//! End-to-end access checks through the real router and a real database:
//! list visibility, role gates, session inactivity and archived-task rules.
//!
//! # Running
//! ```bash
//! DATABASE_URL=postgres://... cargo test -p server --test access_control
//! ```
//!
//! Tests are skipped when neither `SERVER_DATABASE_URL` nor `DATABASE_URL` is set.

use std::collections::HashSet;

use axum::{
    Router,
    body::{Body, to_bytes},
    http::{Request, StatusCode, header},
};
use chrono::{Duration, Utc};
use serde_json::{Value, json};
use sqlx::PgPool;
use tower::ServiceExt;
use utils::api::{
    tasks::{TaskPriority, TaskStatus},
    users::Role,
};
use uuid::Uuid;

use server::{
    AppState,
    auth::JwtService,
    config::ServerConfig,
    db::{
        self,
        assignments::AssignmentRepository,
        tasks::{CreateTaskData, TaskRepository},
    },
    routes::router,
};

const SECRET: &str = "dGFza2Rlc2stYWNjZXNzLWNvbnRyb2wtdGVzdC1zZWNyZXQ=";

fn database_url() -> Option<String> {
    std::env::var("SERVER_DATABASE_URL")
        .or_else(|_| std::env::var("DATABASE_URL"))
        .ok()
}

macro_rules! skip_without_db {
    () => {
        if database_url().is_none() {
            eprintln!("Skipping test: DATABASE_URL not set");
            return;
        }
    };
}

struct TestApp {
    pool: PgPool,
    router: Router,
    jwt: JwtService,
}

impl TestApp {
    async fn new() -> Self {
        let url = database_url().expect("DATABASE_URL must be set");
        let config = ServerConfig::from_lookup(|key: &str| match key {
            "SERVER_DATABASE_URL" => Some(url.clone()),
            "TASKDESK_JWT_SECRET" => Some(SECRET.to_string()),
            _ => None,
        })
        .expect("config");

        let pool = PgPool::connect(&url)
            .await
            .expect("Failed to connect to database");
        db::migrate(&pool).await.expect("Failed to run migrations");

        Self {
            router: router(AppState::new(pool.clone(), config)),
            jwt: JwtService::new(SECRET.to_string().into()),
            pool,
        }
    }

    async fn department(&self) -> Uuid {
        sqlx::query_scalar("INSERT INTO departments (name) VALUES ($1) RETURNING id")
            .bind(format!("Dept {}", Uuid::new_v4()))
            .fetch_one(&self.pool)
            .await
            .expect("Failed to create department")
    }

    async fn user(&self, role: Role, department_id: Option<Uuid>) -> Uuid {
        let id = Uuid::new_v4();
        sqlx::query(
            "INSERT INTO profiles (id, email, role, department_id) VALUES ($1, $2, $3, $4)",
        )
        .bind(id)
        .bind(format!("{id}@example.test"))
        .bind(role)
        .bind(department_id)
        .execute(&self.pool)
        .await
        .expect("Failed to create profile");
        id
    }

    /// Opens a session last used `idle` ago and returns its bearer token.
    async fn token_idle_for(&self, user_id: Uuid, idle: Duration) -> (Uuid, String) {
        let session_id: Uuid = sqlx::query_scalar(
            "INSERT INTO auth_sessions (user_id, last_used_at) VALUES ($1, $2) RETURNING id",
        )
        .bind(user_id)
        .bind(Utc::now() - idle)
        .fetch_one(&self.pool)
        .await
        .expect("Failed to create session");

        let token = self
            .jwt
            .encode_access_token(user_id, session_id, Duration::minutes(5))
            .expect("Failed to sign token");
        (session_id, token)
    }

    async fn token(&self, user_id: Uuid) -> String {
        self.token_idle_for(user_id, Duration::zero()).await.1
    }

    async fn task(
        &self,
        created_by: Uuid,
        department_id: Option<Uuid>,
        assignees: &[Uuid],
    ) -> Uuid {
        TaskRepository::new(&self.pool)
            .create(CreateTaskData {
                project_id: None,
                parent_task_id: None,
                department_id,
                title: "access check".to_string(),
                description: None,
                status: TaskStatus::Todo,
                priority: TaskPriority::Medium,
                start_at: None,
                due_at: None,
                created_by,
                assignee_ids: assignees.to_vec(),
            })
            .await
            .expect("Failed to create task")
            .id
    }

    async fn send(
        &self,
        method: &str,
        uri: &str,
        token: &str,
        body: Option<Value>,
    ) -> (StatusCode, Value) {
        let mut request = Request::builder()
            .method(method)
            .uri(uri)
            .header(header::AUTHORIZATION, format!("Bearer {token}"));
        let body = match body {
            Some(value) => {
                request = request.header(header::CONTENT_TYPE, "application/json");
                Body::from(value.to_string())
            }
            None => Body::empty(),
        };

        let response = self
            .router
            .clone()
            .oneshot(request.body(body).unwrap())
            .await
            .unwrap();
        let status = response.status();
        let bytes = to_bytes(response.into_body(), usize::MAX).await.unwrap();
        let value = if bytes.is_empty() {
            Value::Null
        } else {
            serde_json::from_slice(&bytes).unwrap()
        };
        (status, value)
    }

    async fn visible_task_ids(&self, token: &str) -> HashSet<Uuid> {
        let (status, body) = self.send("GET", "/v1/tasks", token, None).await;
        assert_eq!(status, StatusCode::OK);
        body["tasks"]
            .as_array()
            .expect("tasks array")
            .iter()
            .map(|task| task["id"].as_str().unwrap().parse().unwrap())
            .collect()
    }
}

#[tokio::test]
async fn task_list_follows_visibility_rules() {
    skip_without_db!();
    let app = TestApp::new().await;

    let ops = app.department().await;
    let sales = app.department().await;
    let staff = app.user(Role::Staff, Some(ops)).await;
    let colleague = app.user(Role::Staff, Some(ops)).await;
    let manager = app.user(Role::Manager, Some(ops)).await;
    let other_manager = app.user(Role::Manager, Some(sales)).await;
    let admin = app.user(Role::Admin, None).await;

    let own = app.task(staff, Some(ops), &[]).await;
    let assigned = app.task(colleague, Some(ops), &[staff]).await;
    let colleagues_only = app.task(colleague, Some(ops), &[]).await;
    let other_department = app.task(other_manager, Some(sales), &[]).await;

    let staff_token = app.token(staff).await;
    assert_eq!(
        app.visible_task_ids(&staff_token).await,
        HashSet::from([own, assigned])
    );

    let manager_token = app.token(manager).await;
    assert_eq!(
        app.visible_task_ids(&manager_token).await,
        HashSet::from([own, assigned, colleagues_only])
    );

    let (status, _) = app
        .send("GET", &format!("/v1/tasks/{other_department}"), &staff_token, None)
        .await;
    assert_eq!(status, StatusCode::FORBIDDEN);

    let (status, _) = app
        .send("GET", &format!("/v1/tasks/{}", Uuid::new_v4()), &staff_token, None)
        .await;
    assert_eq!(status, StatusCode::NOT_FOUND);

    let admin_token = app.token(admin).await;
    let (status, body) = app
        .send("GET", &format!("/v1/tasks/{other_department}"), &admin_token, None)
        .await;
    assert_eq!(status, StatusCode::OK);
    assert_eq!(body["id"], other_department.to_string());
}

#[tokio::test]
async fn role_gates_apply_to_authenticated_users() {
    skip_without_db!();
    let app = TestApp::new().await;

    let ops = app.department().await;
    let sales = app.department().await;
    let staff = app.user(Role::Staff, Some(ops)).await;
    let manager = app.user(Role::Manager, Some(ops)).await;
    let other_manager = app.user(Role::Manager, Some(sales)).await;
    let admin = app.user(Role::Admin, None).await;
    let task = app.task(staff, Some(ops), &[]).await;

    let staff_token = app.token(staff).await;
    let archive = format!("/v1/tasks/{task}/archive");
    let (status, _) = app.send("POST", &archive, &staff_token, None).await;
    assert_eq!(status, StatusCode::FORBIDDEN);
    let (status, _) = app.send("GET", "/v1/users", &staff_token, None).await;
    assert_eq!(status, StatusCode::FORBIDDEN);

    // Past the gate, the task rules still apply.
    let other_token = app.token(other_manager).await;
    let (status, _) = app.send("POST", &archive, &other_token, None).await;
    assert_eq!(status, StatusCode::FORBIDDEN);

    let manager_token = app.token(manager).await;
    let (status, body) = app.send("GET", "/v1/users", &manager_token, None).await;
    assert_eq!(status, StatusCode::OK);
    assert!(
        body["users"]
            .as_array()
            .unwrap()
            .iter()
            .all(|user| user["department_id"] == ops.to_string())
    );

    let new_department = json!({ "name": format!("Dept {}", Uuid::new_v4()) });
    let (status, _) = app
        .send("POST", "/v1/departments", &manager_token, Some(new_department.clone()))
        .await;
    assert_eq!(status, StatusCode::FORBIDDEN);

    let admin_token = app.token(admin).await;
    let (status, _) = app
        .send("POST", "/v1/departments", &admin_token, Some(new_department))
        .await;
    assert_eq!(status, StatusCode::CREATED);

    let (status, body) = app.send("POST", &archive, &manager_token, None).await;
    assert_eq!(status, StatusCode::OK);
    assert_eq!(body["total_affected"], 1);
}

#[tokio::test]
async fn inactive_session_is_rejected_and_revoked() {
    skip_without_db!();
    let app = TestApp::new().await;
    let staff = app.user(Role::Staff, None).await;

    let (_, fresh) = app.token_idle_for(staff, Duration::days(1)).await;
    let (status, body) = app.send("GET", "/v1/me", &fresh, None).await;
    assert_eq!(status, StatusCode::OK);
    assert_eq!(body["id"], staff.to_string());

    let (stale_session, stale) = app.token_idle_for(staff, Duration::days(31)).await;
    let (status, _) = app.send("GET", "/v1/me", &stale, None).await;
    assert_eq!(status, StatusCode::UNAUTHORIZED);

    let revoked: bool =
        sqlx::query_scalar("SELECT revoked_at IS NOT NULL FROM auth_sessions WHERE id = $1")
            .bind(stale_session)
            .fetch_one(&app.pool)
            .await
            .unwrap();
    assert!(revoked);
}

#[tokio::test]
async fn assignees_of_archived_task_cannot_be_removed() {
    skip_without_db!();
    let app = TestApp::new().await;

    let ops = app.department().await;
    let staff = app.user(Role::Staff, Some(ops)).await;
    let manager = app.user(Role::Manager, Some(ops)).await;
    let task = app.task(manager, Some(ops), &[staff]).await;

    let manager_token = app.token(manager).await;
    let (status, _) = app
        .send("POST", &format!("/v1/tasks/{task}/archive"), &manager_token, None)
        .await;
    assert_eq!(status, StatusCode::OK);

    let staff_token = app.token(staff).await;
    let (status, _) = app
        .send(
            "DELETE",
            &format!("/v1/tasks/{task}/assignees/{staff}"),
            &staff_token,
            None,
        )
        .await;
    assert_eq!(status, StatusCode::CONFLICT);

    let assignees = AssignmentRepository::new(&app.pool).list(task).await.unwrap();
    assert_eq!(assignees.len(), 1);
    assert_eq!(assignees[0].user_id, staff);

    let (status, _) = app
        .send("POST", &format!("/v1/tasks/{task}/restore"), &manager_token, None)
        .await;
    assert_eq!(status, StatusCode::OK);
    let (status, _) = app
        .send(
            "DELETE",
            &format!("/v1/tasks/{task}/assignees/{staff}"),
            &staff_token,
            None,
        )
        .await;
    assert_eq!(status, StatusCode::NO_CONTENT);
}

----------------

WORK TASK →
For this listing, copy out every line that includes the word "Duration".

WRITTEN ANSWER →
use chrono::{Duration, Utc};
    async fn token_idle_for(&self, user_id: Uuid, idle: Duration) -> (Uuid, String) {
            .encode_access_token(user_id, session_id, Duration::minutes(5))
        self.token_idle_for(user_id, Duration::zero()).await.1
    let (_, fresh) = app.token_idle_for(staff, Duration::days(1)).await;
    let (stale_session, stale) = app.token_idle_for(staff, Duration::days(31)).await;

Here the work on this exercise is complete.